(WORK ORDER) Starting with the first line and ending with the one that holds "validated FPS value.", retype the entries exactly.

(SUPPLIED DATA)
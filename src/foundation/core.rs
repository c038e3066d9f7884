use crate::foundation::error::{SlidecastError, SlidecastResult};

pub use kurbo::{Affine, Point, Rect, Vec2};

/// Frames-per-second represented as a rational `num/den`.
#[derive(Clone, Copy, Debug, PartialEq, Eq, serde::Serialize, serde::Deserialize)]
pub struct Fps {
    /// Numerator (frames).
    pub num: u32,
    /// Denominator (seconds), must be non-zero.
    pub den: u32,
}

impl Fps {
    /// Create a validated FPS value.
    pub fn new(num: u32, den: u32) -> SlidecastResult<Self> {
        if den == 0 {
            return Err(SlidecastError::validation("Fps den must be > 0"));
        }
        if num == 0 {
            return Err(SlidecastError::validation("Fps num must be > 0"));
        }
        Ok(Self { num, den })
    }

    /// Convert to floating-point FPS.
    pub fn as_f64(self) -> f64 {
        f64::from(self.num) / f64::from(self.den)
    }

    /// Duration of one frame in seconds.
    pub fn frame_duration_secs(self) -> f64 {
        f64::from(self.den) / f64::from(self.num)
    }

    /// Convert frame count to seconds.
    pub fn frames_to_secs(self, frames: u64) -> f64 {
        (frames as f64) * self.frame_duration_secs()
    }

    /// Convert seconds to the number of frames needed to cover them.
    ///
    /// A tiny epsilon absorbs float noise so that `2.0s @ 30fps` is 60 frames, not 61.
    pub fn secs_to_frames_ceil(self, secs: f64) -> u64 {
        (secs * self.as_f64() - 1e-9).ceil().max(0.0) as u64
    }
}

/// Output video orientation.
#[derive(
    Clone, Copy, Debug, Default, PartialEq, Eq, serde::Serialize, serde::Deserialize, clap::ValueEnum,
)]
#[serde(rename_all = "snake_case")]
pub enum Orientation {
    /// 9:16 portrait, 1080x1920 at full quality.
    #[default]
    Vertical,
    /// 16:9 landscape, 1920x1080 at full quality.
    Horizontal,
}

impl Orientation {
    /// Full-quality frame size for this orientation.
    pub fn base_canvas(self) -> Canvas {
        match self {
            Orientation::Vertical => Canvas {
                width: 1080,
                height: 1920,
            },
            Orientation::Horizontal => Canvas {
                width: 1920,
                height: 1080,
            },
        }
    }
}

/// Output canvas dimensions in pixels.
#[derive(Clone, Copy, Debug, PartialEq, Eq, serde::Serialize, serde::Deserialize)]
pub struct Canvas {
    /// Width in pixels.
    pub width: u32,
    /// Height in pixels.
    pub height: u32,
}

impl Canvas {
    /// Target frame size for `orientation` scaled by `quality`.
    ///
    /// Dimensions are rounded down to even values (yuv420p needs them) and never drop below 2.
    pub fn for_output(orientation: Orientation, quality: f64) -> SlidecastResult<Self> {
        if !quality.is_finite() || quality <= 0.0 || quality > 1.0 {
            return Err(SlidecastError::validation(format!(
                "quality factor must be in (0, 1], got {quality}"
            )));
        }
        let base = orientation.base_canvas();
        let scale = |v: u32| -> u32 {
            let s = ((f64::from(v) * quality).floor() as u32) & !1;
            s.max(2)
        };
        Ok(Self {
            width: scale(base.width),
            height: scale(base.height),
        })
    }

    /// Width divided by height.
    pub fn aspect(self) -> f64 {
        f64::from(self.width) / f64::from(self.height)
    }

    /// Number of bytes in one RGBA8 frame of this size.
    pub fn rgba_len(self) -> usize {
        (self.width as usize) * (self.height as usize) * 4
    }
}

/// Premultiplied RGBA8 (r,g,b already multiplied by a).
#[derive(Clone, Copy, Debug, PartialEq, Eq, serde::Serialize, serde::Deserialize)]
pub struct Rgba8Premul {
    /// Red channel premultiplied by alpha.
    pub r: u8,
    /// Green channel premultiplied by alpha.
    pub g: u8,
    /// Blue channel premultiplied by alpha.
    pub b: u8,
    /// Alpha channel.
    pub a: u8,
}

impl Rgba8Premul {
    /// Fully transparent black.
    pub fn transparent() -> Self {
        Self {
            r: 0,
            g: 0,
            b: 0,
            a: 0,
        }
    }

    /// Convert straight-alpha RGBA8 into premultiplied RGBA8.
    pub fn from_straight_rgba(r: u8, g: u8, b: u8, a: u8) -> Self {
        fn premul(c: u8, a: u8) -> u8 {
            let c = u16::from(c);
            let a = u16::from(a);
            (((c * a) + 127) / 255) as u8
        }

        Self {
            r: premul(r, a),
            g: premul(g, a),
            b: premul(b, a),
            a,
        }
    }

    /// Channels as a byte array.
    pub fn to_array(self) -> [u8; 4] {
        [self.r, self.g, self.b, self.a]
    }
}

#[cfg(test)]
#[path = "../../tests/unit/foundation/core.rs"]
mod tests;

(FINISHED EXERCISE)
filename src/foundation/core.rs
repository c038e3066d9f7884
use crate::foundation::error::{SlidecastError, SlidecastResult};

pub use kurbo::{Affine, Point, Rect, Vec2};

/// Frames-per-second represented as a rational `num/den`.
#[derive(Clone, Copy, Debug, PartialEq, Eq, serde::Serialize, serde::Deserialize)]
pub struct Fps {
    /// Numerator (frames).
    pub num: u32,
    /// Denominator (seconds), must be non-zero.
    pub den: u32,
}

impl Fps {
    /// Create a validated FPS value.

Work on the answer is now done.